What needs to be done:
Take from the listing each line that has the string "impl".

Information given:
*** Begin section ***

impl PollutantProfile {
    pub fn new() -> Self {
        Self::default()
    }

    #[must_use]
    pub fn with(mut self, pollutant: Pollutant, value: f64) -> Self {
        self.add(pollutant, value);
        self
    }

    pub fn add(&mut self, pollutant: Pollutant, value: f64) {
        *self.values.entry(pollutant).or_insert(0.0) += value;
    }

    #[must_use]
    pub fn get(&self, pollutant: Pollutant) -> f64 {
        self.values.get(&pollutant).copied().unwrap_or(0.0)
    }

    /// CO2 including the carbon in VOC and CO.
    ///
    /// Recomputed from CO2, VOC and CO only when `recompute` is set and the
    /// direct CO2 term is non-zero; otherwise the tabulated value.
    #[must_use]
    pub fn co2_with_voc_co(&self, ratios: &CarbonRatios, recompute: bool) -> f64 {
        let co2 = self.get(Pollutant::Co2);
        if recompute && co2 != 0.0 {
            co2 + self.get(Pollutant::Voc) * ratios.voc / ratios.co2
                + self.get(Pollutant::Co) * ratios.co / ratios.co2
        } else {
            self.get(Pollutant::Co2WithVocCo)
        }
    }

    /// Combined greenhouse gas burden in CO2e.
    #[must_use]
    pub fn co2e(&self, gwp: &GwpFactors, ratios: &CarbonRatios, recompute: bool) -> f64 {
        self.co2_with_voc_co(ratios, recompute) * gwp.co2_w_voc_co
            + self.get(Pollutant::Ch4) * gwp.ch4
            + self.get(Pollutant::N2o) * gwp.n2o
            + self.get(Pollutant::Voc) * gwp.voc
            + self.get(Pollutant::Co) * gwp.co
            + self.get(Pollutant::Nox) * gwp.nox
            + self.get(Pollutant::Bc) * gwp.bc
            + self.get(Pollutant::Oc) * gwp.oc
            - self.get(Pollutant::BiogenicCh4) * ratios.ch4 / ratios.co2
    }
}

/// Canonical CO2e emission factors, indexed by join key.
#[derive(Debug, Clone, Default, PartialEq)]
pub struct EmissionFactorTable {
    factors: BTreeMap<EmissionKey, Vec<EmissionFactor>>,
}

impl EmissionFactorTable {
    pub fn new() -> Self {
        Self::default()
    }

    /// Builds a table from factors that are already canonical.
    pub fn from_factors(factors: impl IntoIterator<Item = EmissionFactor>) -> Self {
        let mut table = Self::new();
        for factor in factors {
            table.insert(factor);
        }
        table
    }

    pub fn insert(&mut self, factor: EmissionFactor) {
        self.factors
            .entry(factor.key.clone())
            .or_default()
            .push(factor);
    }

    /// Factors for a key; empty when the key is unknown.
    #[must_use]
    pub fn get(&self, key: &EmissionKey) -> &[EmissionFactor] {
        self.factors.get(key).map(Vec::as_slice).unwrap_or_default()
    }

    pub fn iter(&self) -> impl Iterator<Item = &EmissionFactor> {
        self.factors.values().flatten()
    }

    /// Iterates mutably, e.g. to override a stream's factor.
    pub fn iter_mut(&mut self) -> impl Iterator<Item = &mut EmissionFactor> {
        self.factors.values_mut().flatten()
    }

    #[must_use]
    pub fn len(&self) -> usize {
        self.factors.values().map(Vec::len).sum()
    }

    #[must_use]
    pub fn is_empty(&self) -> bool {
        self.factors.is_empty()
    }
}

/// Canonicalizes raw emission factor rows into a CO2e factor table.
pub fn prepare_emission_factors(
    raw: &[RawEmissionFactor],
    converter: &UnitConverter,
    config: &StudyConfig,
    diagnostics: &mut Diagnostics,
) -> EmissionFactorTable {
    let rows = deduplicate(raw);

    let mut unrecognized = BTreeSet::new();
    let mut header: Option<Metric> = None;
    let mut selected: Vec<(&RawEmissionFactor, Pollutant, f64, RatioUnit)> = Vec::new();
    let mut missing_unit = 0;

    for row in rows {
        let label = row.label.trim();
        if label == "Loss factor" {
            continue;
        }
        let pollutant = match canonical_label(label) {
            Some(Label::Header(metric)) => {
                header = Some(metric);
                continue;
            }
            Some(Label::Pollutant(pollutant)) => pollutant,
            None => {
                unrecognized.insert(label.to_string());
                continue;
            }
        };
        if header != Some(Metric::TotalEmissions) || !GHG_POLLUTANTS.contains(&pollutant) {
            continue;
        }
        let Some(value) = row.value else {
            continue;
        };
        let Some(unit) = row.unit.clone() else {
            missing_unit += 1;
            continue;
        };
        selected.push((row, pollutant, value, unit));
    }

    if !unrecognized.is_empty() {
        diagnostics.record(
            Stage::Load,
            None,
            DiagnosticKind::UnrecognizedMetrics {
                labels: unrecognized.into_iter().collect(),
            },
        );
    }
    if missing_unit > 0 {
        diagnostics.record(
            Stage::Load,
            None,
            DiagnosticKind::UnharmonizedUnits {
                rows: missing_unit,
                units: vec!["-".to_string()],
            },
        );
    }

    let values: Vec<UnitValue> = selected
        .iter()
        .map(|(row, _, value, unit)| {
            UnitValue::new(Some(*value), unit.clone()).with_commodity(&row.stream_flow)
        })
        .collect();
    let harmonized = converter.harmonize(&values, &TargetUnit::Standard, UnitPosition::Denominator);
    harmonized.report(Stage::Harmonize, None, diagnostics);

    // (key, unit) -> pollutant -> (sum, count, harmonized)
    let mut grouped: BTreeMap<(EmissionKey, RatioUnit), BTreeMap<Pollutant, (f64, usize, bool)>> =
        BTreeMap::new();
    for ((row, pollutant, _, _), value) in selected.iter().zip(&harmonized.values) {
        let key = EmissionKey {
            context: row.context.clone(),
            stream_flow: row.stream_flow.clone(),
            stream_name: row.stream_name.clone(),
            year: row.year,
        };
        let entry = grouped
            .entry((key, value.unit.clone()))
            .or_default()
            .entry(*pollutant)
            .or_insert((0.0, 0, true));
        entry.0 += value.value.unwrap_or(0.0);
        entry.1 += 1;
        entry.2 &= value.is_harmonized;
    }

    let mut table = EmissionFactorTable::new();
    for ((key, unit), pollutants) in grouped {
        let mut profile = PollutantProfile::new();
        let mut is_harmonized = true;
        for (pollutant, (value, count, harmonized)) in pollutants {
            if count > 1 {
                diagnostics.record(
                    Stage::Load,
                    None,
                    DiagnosticKind::DuplicateEmissionFactor {
                        stream: key.stream_name.clone(),
                        pollutant: pollutant.to_string(),
                        count,
                    },
                );
            }
            profile.add(pollutant, value);
            is_harmonized &= harmonized;
        }
        let value = profile.co2e(
            &config.gwp,
            &config.carbon_ratios,
            config.study.always_calc_co2_w_voc_co,
        );
        table.insert(EmissionFactor {
            key,
            metric: Metric::TotalEmissions,
            pollutant: Pollutant::Co2e,
            value,
            unit,
            is_harmonized,
        });
    }

    info!(
        raw_rows = raw.len(),
        factors = table.len(),
        "Prepared emission factors"
    );
    table
}

/// Identity of a raw row; values compare by bit pattern.
type RowIdentity<'a> = (
    &'a ParameterCategory,
    &'a str,
    &'a str,
    i32,
    &'a str,
    Option<u64>,
    Option<&'a RatioUnit>,
);

fn row_identity(row: &RawEmissionFactor) -> RowIdentity<'_> {
    (
        &row.context,
        row.stream_flow.as_str(),
        row.stream_name.as_str(),
        row.year,
        row.label.as_str(),
        row.value.map(f64::to_bits),
        row.unit.as_ref(),
    )
}

fn deduplicate(raw: &[RawEmissionFactor]) -> Vec<&RawEmissionFactor> {
    let mut seen = BTreeSet::new();
    raw.iter().filter(|row| seen.insert(row_identity(row))).collect()
}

*** End section ***

Answer box:
impl PollutantProfile {
impl EmissionFactorTable {
    pub fn from_factors(factors: impl IntoIterator<Item = EmissionFactor>) -> Self {
    pub fn iter(&self) -> impl Iterator<Item = &EmissionFactor> {
    pub fn iter_mut(&mut self) -> impl Iterator<Item = &mut EmissionFactor> {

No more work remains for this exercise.